(Records drawn from a dataset)

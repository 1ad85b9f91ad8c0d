//! Token validation and credential exchange for stsgate.
//!
//! A token is only trusted after every stage of the [`ValidationPipeline`]
//! has passed: the issuer's key set is fetched, the token is decoded, its
//! signature and standard claims are verified against exactly one published
//! key, and the configured claim rules hold. [`TokenExchange`] then hands the
//! resulting identity to a [`CredentialIssuer`].

pub mod cache;
pub mod config;
pub mod exchange;
pub mod jwks;
pub mod pipeline;
pub mod policy;
pub mod providers;
pub mod token;
pub mod verifier;

#[cfg(any(test, feature = "testing"))]
pub mod testing;

pub use cache::KeySetCache;
pub use config::GatewayConfig;
pub use exchange::TokenExchange;
pub use jwks::{HttpKeySource, KeyIdSource, KeySet, KeySource, MAX_KEY_SET_BYTES, SigningKey};
pub use pipeline::{Stage, ValidationPipeline};
pub use providers::{
    CredentialIssuer, IssueRequest, ProviderError,
    aws::StsCredentialIssuer,
};
pub use token::{DecodedToken, decode};
pub use verifier::{KeyFamily, SignatureVerifier, VerificationKey};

### EXERCISE OBJECTIVE
Scan the records for the word "jwks". Copy each line where it turns up.

### RESPONSE AREA
pub mod jwks;
pub use jwks::{HttpKeySource, KeyIdSource, KeySet, KeySource, MAX_KEY_SET_BYTES, SigningKey};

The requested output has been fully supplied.